Dynamic node encoding

Introduction

The main part of this PR adds a protocol DynamicNodeEncoding that attempts to improve the use of custom encoding strategies.

This solution is related to #45 , not too dissimilar to @MaxDesiatov RFC in the comments Link. Though this PR is only attempting to resolve the use of node encoding.

This PR includes some commits beyond which are discussed later. Most of those commits could be cherry picked out if rejected though the reasoning for them is hopefully thoroughly explained.

Purpose

The current major shortcoming in XMLEncoder is that the default encoding strategy is to always encode nodes as Elements. In order to override this default, a closure must be passed to each new instance of XMLEncoder, which is only provided the CodingKey path and Encoder instance.

Deep knowledge of all the CodingKey's for each possible encountered struct of class is required in a monolothic switch statement, which makes for difficult refactoring and mostly impossible for dealing with dynamically generated structures or structures with private or otherwise unknown CodingKeys.

This protocol moves the ability for models themselves to determine how they should be translated into XML.

Code

bce416a

Example

    <book id="123">
        <id>123</id>
        <title>Cat in the Hat</title>
        <category main="Y">Kids</category>
        <category main="N">Wildlife</category>
    </book>
private struct Book: Codable, Equatable, DynamicNodeEncoding {
    let id: UInt
    let title: String
    let categories: [Category]

    private enum CodingKeys: String, CodingKey {
        case id
        case title
        case categories = "category"
    }

    static func nodeEncoding(forKey key: CodingKey) -> XMLEncoder.NodeEncoding {
        switch key {
        case Book.CodingKeys.id: return .both
        default: return .element
        }
    }
}

Additional changes

Bool encoding

Commit: 05e3c2d

Purpose

Currently bools are only generated from string of exactly 1, 0, true, false.
These are technically the only valid values according to the XML spec, but in Cocoa values of Yes and NO are commonly encountered. The XML spec is trying to dictate type inference, but since Swift is statically typed, and we're only matching to a known key type, it's of my opinion that it's within reason to allow a programmer to convert non-conforming Boolean like String values to Swift Bool's without requiring custom encode functions.

This commit allows for:

  • Case insensitivity
  • Addition of yes, no, y, 'n

Additional default key encodings

5dbe1d7

Purpose

Default convenience of common XML key casings in addition to the current snake case key conversion.

  • lowercased
  • UPPERCASED
  • Capitalized (common in SOAP-XML)

This commit also changes the extensions on String to StringProtocol to allow for more flexibility on code reuse.

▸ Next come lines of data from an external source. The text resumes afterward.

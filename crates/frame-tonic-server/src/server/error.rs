//! Error types for listeners and the service host.
//!
//! Listener tasks never end the process themselves. They return a
//! [`ListenerError`] and the host wraps the first one it observes in a
//! [`HostError`], which `main` turns into exit status 1.

use crate::server::listener::ListenerKind;
use std::io;
use tower::BoxError;

/// Terminal failure of a single listener.
#[derive(Debug, thiserror::Error)]
pub enum ListenerError {
    /// The configured address could not be bound (in use, invalid, permission
    /// denied). Nothing was served.
    #[error("failed to bind {listener} listener on {addr}")]
    Bind {
        listener: ListenerKind,
        addr: String,
        #[source]
        source: io::Error,
    },

    /// The listener was bound but its serve loop ended abnormally.
    #[error("{listener} listener stopped serving")]
    Serve {
        listener: ListenerKind,
        #[source]
        source: BoxError,
    },
}

impl ListenerError {
    pub fn serve(listener: ListenerKind, source: impl Into<BoxError>) -> Self {
        Self::Serve {
            listener,
            source: source.into(),
        }
    }

    /// Which listener this error belongs to.
    pub fn listener(&self) -> ListenerKind {
        match self {
            Self::Bind { listener, .. } | Self::Serve { listener, .. } => *listener,
        }
    }
}

/// Process-level failure reported by the service host.
#[derive(Debug, thiserror::Error)]
pub enum HostError {
    #[error("{listener} listener failed")]
    ListenerFailed {
        listener: ListenerKind,
        #[source]
        source: ListenerError,
    },
}

impl HostError {
    #[cfg(test)]
    pub fn listener(&self) -> ListenerKind {
        match self {
            Self::ListenerFailed { listener, .. } => *listener,
        }
    }
}

impl From<ListenerError> for HostError {
    fn from(source: ListenerError) -> Self {
        Self::ListenerFailed {
            listener: source.listener(),
            source,
        }
    }
}

/// Renders an error and its source chain on one line, e.g. `failed to bind rpc
/// listener on 0.0.0.0:8080: Address already in use (os error 98)`.
pub fn report(err: &(dyn std::error::Error + 'static)) -> String {
    anyhow::Chain::new(err)
        .map(ToString::to_string)
        .collect::<Vec<_>>()
        .join(": ")
}
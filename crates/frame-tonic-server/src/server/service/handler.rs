//! gRPC service implementation for frame lookups.
//!
//! This module defines [`FrameHandler`], the concrete implementation of the
//! [`FrameService`] gRPC service defined in `frame.proto`. The service is
//! stateless: every call is answered from its own request alone, so the
//! handler can be cloned freely and invoked from any number of connections
//! at once.
//!
//! Every method of the generated trait is implemented here. Paths that are not
//! part of the contract never reach this type; tonic answers them with
//! `Unimplemented`.

use crate::server::telemetry::increment_frames_served;
use frame_tonic_core::proto::{Frame, GetFrameRequest, frame_service_server::FrameService};
use tonic::{Request, Response, Status};

/// Stateless handler for `frame.FrameService`.
#[derive(Debug, Clone, Copy, Default)]
pub struct FrameHandler;

impl FrameHandler {
    pub const fn new() -> Self {
        Self
    }
}

/// Builds the frame addressed by `req`. The frame always carries the requested
/// id unchanged.
pub fn frame_for(req: &GetFrameRequest) -> Frame {
    Frame { id: req.id }
}

#[tonic::async_trait]
impl FrameService for FrameHandler {
    /// Returns the frame for the requested id. Any `int32` is accepted,
    /// including zero and negative ids, and the call cannot fail.
    #[cfg_attr(feature = "tracing", tracing::instrument(skip_all, fields(id = req.get_ref().id)))]
    async fn get_frame(&self, req: Request<GetFrameRequest>) -> Result<Response<Frame>, Status> {
        let frame = frame_for(req.get_ref());
        increment_frames_served();
        Ok(Response::new(frame))
    }
}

SharedBoxProtocol: Generalize for any Box inheritance

9ae94dc

Purpose

SharedBox has a generic type Unboxed:Boxed but the default implementation of func unbox() returns the concrete protocol type Box, instead of the generic inherited type of Unboxed. This requires some additional type checking in other parts of the code.

It additionally adds a type removed protocol with a default implementation of func unbox() that retains the current behavior of returning the non-generic protocol, to avoid if lets that don't work with protocols with associated types, but where simply conforming to Box protocol is all that is required.

This overall cleans up some the code and removes some fail() calls and type checking in a later commit.

Empty string key value encoding fix

551d484

Purpose

In the case where a codable provides an empty string for the codable string value for an instance variable an empty bracket was inserted which is invalid XML.

let attr = "bar"
let value = "FOO"
enum CodingKeys : String, CodingKey {
    case attr
    case value = ""
}

Will be useful for unkeyed objects that contain only attributes eg;

<box attr="bar"><>FOO</></box>
<!-- Would now correctly become -->
<box attr="bar">FOO</box>

This is related to #12 , this is the encoding case. I'm still working on another PR for the decoding of un-keyed intrinsics with attributes

Additional considerations

In the event that more than 1 element exists, this will still produce what is most likely invalid XML. It's possible that this solution would need to be extended to throw if any other elements exist in past or future element encodings.

XMLEncoder: Add both option to value encoding, refactor encoder

bd24a08

Purpose

Similar to the case of #45, where an attribute and element have the same key value, this allows encoding the same value in both places.

This is an kind of an odd case, but in real world use of XMLCoder, I've run into a SOAP specification where XML elements in the payload have the same value in both an attribute and element position. Adding a both optional allowed using the DynamicNodeEncoding protocols still instead of requiring a custom encoding function for the model with duplicated attribute/element.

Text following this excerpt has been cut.